Don Galleher has a passion for helping others and considers himself lucky to have done what he loves both in his career and in retirement.

“I’ve been the president of practically everything in Glendale at one time or another,” said Galleher, 78, with a chuckle.

Currently the director of youth ministries at the Glendale First United Methodist Church and the president of the Glendale Rotary Foundation, Galleher has served the Glendale community for decades.

Galleher has served as president to the Glendale YMCA, the Glendale Assn. for the Retarded Foundation, the Glendale Character and Ethics Project and as a board member to the Harry Keller Educational Foundation.

“I’m a big believer that if you are going to live in the community, you should give something back to it,” he said.

Born and raised in Glendale, Galleher graduated from Hoover High School and attended Glendale College and Occidental College, graduating with a degree in history. Married to his wife, Mary, for 54 years, together they have two children and four grandchildren.

For 20 years he served as vice president of the Arthur Clark Publishing Co. in Glendale, and for 17 years as the director of financial development for the Glendale Family YMCA, working in annual and capital campaigns with emphasis in endowment development.

Now in retirement from full-time work, Galleher is primarily involved with the Methodist Church, in addition to his involvement and volunteer work at various local organizations.

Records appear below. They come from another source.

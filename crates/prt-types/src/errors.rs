use std::path::PathBuf;
use thiserror::Error;

/// Main error type for the calibration workspace.
///
/// Everything that reaches the entry point as a `CalibrationError` is fatal to
/// the run. Per-trial failures (solver crashes, unparsable output) are carried
/// as data in a `TrialOutcome` and never surface through this type, so a
/// `DataError` only enters it explicitly, as `GroundTruth`.
#[derive(Error, Debug)]
pub enum CalibrationError {
    #[error("Configuration error: {0}")]
    Config(#[from] ConfigError),

    #[error("Ground truth error: {0}")]
    GroundTruth(DataError),

    #[error("IO error: {0}")]
    Io(#[from] std::io::Error),

    #[error("Serialization error: {0}")]
    Serialization(#[from] serde_json::Error),

    #[error("History error: {0}")]
    History(String),

    #[error("Internal error: {0}")]
    Internal(String),
}

/// Configuration and case-template errors. All of them abort the run.
#[derive(Error, Debug)]
pub enum ConfigError {
    #[error("Failed to read config file {path}: {message}")]
    Unreadable { path: PathBuf, message: String },

    #[error("Failed to parse config file {path}: {message}")]
    Parse { path: PathBuf, message: String },

    #[error("Invalid bounds: lower {lower} must be finite and below upper {upper}")]
    InvalidBounds { lower: f64, upper: f64 },

    #[error("Invalid penalty {penalty}: must be finite and positive")]
    InvalidPenalty { penalty: f64 },

    #[error("Invalid setting {field}: {message}")]
    InvalidSetting { field: String, message: String },

    #[error("Template not found: {path}")]
    TemplateNotFound { path: PathBuf },

    #[error("Malformed template {path}: {message}")]
    MalformedTemplate { path: PathBuf, message: String },

    #[error("Case resource not found: {path}")]
    ResourceNotFound { path: PathBuf },
}

/// Profile loading, parsing and comparison errors.
///
/// Raised while loading ground truth these are fatal; raised while evaluating a
/// trial's output they demote that trial to a crash.
#[derive(Error, Debug)]
pub enum DataError {
    #[error("File not found: {path}")]
    FileNotFound { path: PathBuf },

    #[error("Data loading failed: {message}")]
    LoadingFailed { message: String },

    #[error("Data parsing error: {message}")]
    ParseError { message: String },

    #[error("Insufficient data: {message}")]
    InsufficientData { message: String },

    #[error("Profile positions must be strictly increasing: point {index} at {current} follows {previous}")]
    NotMonotonic {
        index: usize,
        previous: f64,
        current: f64,
    },

    #[error("Non-finite value in profile at point {index}")]
    NonFinite { index: usize },

    #[error("Insufficient coverage: position {position} lies outside simulated range [{min}, {max}]")]
    InsufficientCoverage { position: f64, min: f64, max: f64 },
}

/// Result type alias for calibration operations
pub type CalibResult<T> = Result<T, CalibrationError>;

/// Macro for creating configuration setting errors
#[macro_export]
macro_rules! config_error {
    ($field:expr, $($arg:tt)*) => {
        $crate::ConfigError::InvalidSetting {
            field: $field.to_string(),
            message: format!($($arg)*),
        }
    };
}

/// Macro for creating internal errors
#[macro_export]
macro_rules! internal_error {
    ($($arg:tt)*) => {
        $crate::CalibrationError::Internal(format!($($arg)*))
    };
}
//! # prt-optimizer
//!
//! Bounded scalar minimization for turbulent Prandtl number calibration.
//!
//! Provides the ask/tell bounded Brent search, trial lifecycle tracking, the
//! append-only run history with its CSV log, and the driver that ties an
//! asynchronous trial evaluator to the search.

mod driver;
mod history;
mod search;
mod trial;

pub use driver::{CalibrationDriver, TrialEvaluator};
pub use history::{load_history, HistoryRow, HistoryWriter, RunHistory, HISTORY_COLUMNS};
pub use search::{minimize_bounded, BoundedBrent, OptimizationState, ScalarMinimum, ScalarSearch};
pub use trial::{
    BestTrial, OptimizationConfig, OptimizationResult, OptimizationStatus, TerminationReason,
    TrialPhase, TrialTracker,
};
//! # prt-data
//!
//! Reference data and solver output handling: the DNS ground-truth loader,
//! the Tecplot ASCII parser with boundary-layer slice extraction, and the
//! RMSE loss evaluated on the ground-truth grid.

pub mod loaders;
pub mod loss;
pub mod tecplot;

pub use loaders::GroundTruthLoader;
pub use loss::{profile_rmse, resample, rmse, LossEvaluator};
pub use tecplot::{ProfileExtractor, TecplotTable};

He does fundraising consulting for the YMCA and other nonprofit groups, is involved in the Occidental Alumni Assn. and is a frequent keynote speaker and emcee at events.

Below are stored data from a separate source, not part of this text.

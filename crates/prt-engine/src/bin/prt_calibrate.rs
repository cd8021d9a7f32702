use std::path::{Path, PathBuf};

use anyhow::{Context, Result};
use clap::Parser;
use prt_engine::Calibration;
use prt_types::CalibrationConfig;
use tracing::info;
use tracing_subscriber::EnvFilter;

const DEFAULT_CONFIG: &str = "calibration.toml";

#[derive(Parser, Debug)]
#[command(name = "prt-calibrate")]
#[command(version)]
#[command(about = "Calibrate the turbulent Prandtl number against DNS with the CFD solver in the loop")]
struct Args {
    /// Path to TOML configuration file (default: ./calibration.toml if present)
    #[arg(short, long)]
    config: Option<PathBuf>,

    /// Lower bound on Pr_t
    #[arg(long)]
    lower: Option<f64>,

    /// Upper bound on Pr_t
    #[arg(long)]
    upper: Option<f64>,

    /// Maximum number of solver runs
    #[arg(long)]
    max_evals: Option<usize>,

    /// Per-run solver timeout in seconds
    #[arg(long)]
    timeout: Option<u64>,

    /// Absolute tolerance on Pr_t
    #[arg(long)]
    tolerance: Option<f64>,

    /// Loss assigned to failed solver runs
    #[arg(long)]
    penalty: Option<f64>,

    /// Parent directory for run results
    #[arg(long)]
    results_dir: Option<PathBuf>,

    /// Skip the re-run at the optimal Pr_t
    #[arg(long)]
    no_validation: bool,

    /// Check configuration, ground truth and template, print the plan and exit
    #[arg(long)]
    dry_run: bool,
}

impl Args {
    fn load_config(&self) -> Result<CalibrationConfig> {
        let path = match &self.config {
            Some(path) => Some(path.clone()),
            None => Some(PathBuf::from(DEFAULT_CONFIG)).filter(|p| p.is_file()),
        };

        let mut config = match path {
            Some(path) => {
                let mut config = CalibrationConfig::from_toml_file(&path)?;
                let base = path.parent().filter(|p| !p.as_os_str().is_empty()).unwrap_or(Path::new("."));
                config.resolve_paths(base);
                info!("Loaded configuration from {}", path.display());
                config
            }
            None => {
                info!("No configuration file, using built-in defaults");
                CalibrationConfig::default()
            }
        };

        if let Some(v) = self.lower {
            config.optimizer.lower = v;
        }
        if let Some(v) = self.upper {
            config.optimizer.upper = v;
        }
        if let Some(v) = self.max_evals {
            config.optimizer.max_evals = v;
        }
        if let Some(v) = self.tolerance {
            config.optimizer.tolerance = v;
        }
        if let Some(v) = self.penalty {
            config.optimizer.penalty = v;
        }
        if let Some(v) = self.timeout {
            config.solver.timeout_secs = v;
        }
        if let Some(dir) = &self.results_dir {
            config.output.results_dir = dir.clone();
        }
        if self.no_validation {
            config.output.validation_run = false;
        }
        Ok(config)
    }
}

#[tokio::main]
async fn main() -> Result<()> {
    tracing_subscriber::fmt()
        .with_env_filter(EnvFilter::try_from_default_env().unwrap_or_else(|_| EnvFilter::new("info")))
        .with_target(false)
        .init();

    let args = Args::parse();
    let config = args.load_config()?;
    let calibration = Calibration::prepare(config).context("calibration setup failed")?;

    if args.dry_run {
        println!("{}", calibration.plan());
        return Ok(());
    }

    let report = calibration.run().await.context("calibration aborted")?;
    let result = &report.result;

    println!("{}", "=".repeat(40));
    match &result.best {
        Some(best) => {
            println!("OPTIMIZATION COMPLETE");
            println!("Optimal Pr_t: {:.5}", best.parameter);
            println!("Minimum RMSE: {:.5}", best.loss);
        }
        None => println!("no feasible minimum found"),
    }
    println!("Evaluations:  {} ({})", result.evaluations(), result.termination);
    if let Some(validation) = &report.summary.validation {
        match validation.loss {
            Some(loss) => println!("Validation:   RMSE {:.5} at Pr_t {:.5}", loss, validation.parameter),
            None => println!("Validation:   {}", validation.status),
        }
    }
    println!("Results:      {}", report.run_dir.root().display());
    println!("{}", "=".repeat(40));
    Ok(())
}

“He’s an amazing speaker,” Rotary Foundation board member Ann Ransford said. “He just has a presence about him that is so wonderful, so amazing, and you just look up to him so much.”

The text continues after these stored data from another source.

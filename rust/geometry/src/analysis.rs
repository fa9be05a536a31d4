// This Source Code Form is subject to the terms of the Mozilla Public
// License, v. 2.0. If a copy of the MPL was not distributed with this
// file, You can obtain one at https://mozilla.org/MPL/2.0/.

//! The four independent analysis stages over a normalized mesh.

use crate::complexity::complexity_index;
use crate::mesh::Mesh;
use crate::overhang::{detect_overhangs, OverhangAnalysis};
use crate::thickness::estimate_min_wall_thickness;
use crate::topology::count_features;

/// Raw stage outputs, before unit conversion and rounding
#[derive(Debug, Clone, Copy, PartialEq)]
pub struct MeshAnalysis {
    pub feature_count: usize,
    pub overhang: OverhangAnalysis,
    /// Millimetres
    pub min_wall_thickness: f64,
    pub complexity_index: f64,
}

/// Run topology, overhang, thickness and complexity stages.
///
/// The stages only read the mesh, so they run concurrently on the rayon
/// pool.
pub fn analyze(mesh: &Mesh) -> MeshAnalysis {
    let ((feature_count, overhang), (min_wall_thickness, complexity)) = rayon::join(
        || rayon::join(|| count_features(mesh), || detect_overhangs(mesh)),
        || {
            rayon::join(
                || estimate_min_wall_thickness(mesh),
                || complexity_index(mesh.triangle_count(), mesh.vertex_count()),
            )
        },
    );

    tracing::debug!(
        features = feature_count,
        overhang_faces = overhang.overhang_faces,
        min_edge = min_wall_thickness,
        complexity,
        "Mesh analysis complete"
    );

    MeshAnalysis {
        feature_count,
        overhang,
        min_wall_thickness,
        complexity_index: complexity,
    }
}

Galleher’s work with the community has been widely recognized — he has won five “Man of the Year” awards from various Glendale organizations, including the Glendale Kiwanis Club and Chamber of Commerce.

“He seems to be in everything and does everything well,” said Sharon Townsend-Roth, foundation director of Glendale Assn. for the Retarded.

Galleher refers to himself as the “oldest youth director in captivity.” At the Methodist Church he works with junior high, high school and some college students from the community. He also conducts chapel for preschoolers once a week.

Once a year Galleher helps organize a youth mission trip. This year they will head up to a Native American reservation in Northern California to paint houses and improve the quality of life and homes on the reservation, he said.

Working with the youth is one of Galleher’s strong points, said Ransford, who serves on the Glendale Community College Board of Trustees.

“I’m sure you could find hundreds of kids who have been influenced by his positive attitude and good moral fiber,” she said.

Galleher said he enjoys working with all age groups, “from preschool to senior citizens to middle school and high school kids.”

People enjoy being with him as well, Townsend-Roth said.

“Don is the father that everyone wants to have,” she said. “I haven’t met anyone who doesn’t like him.”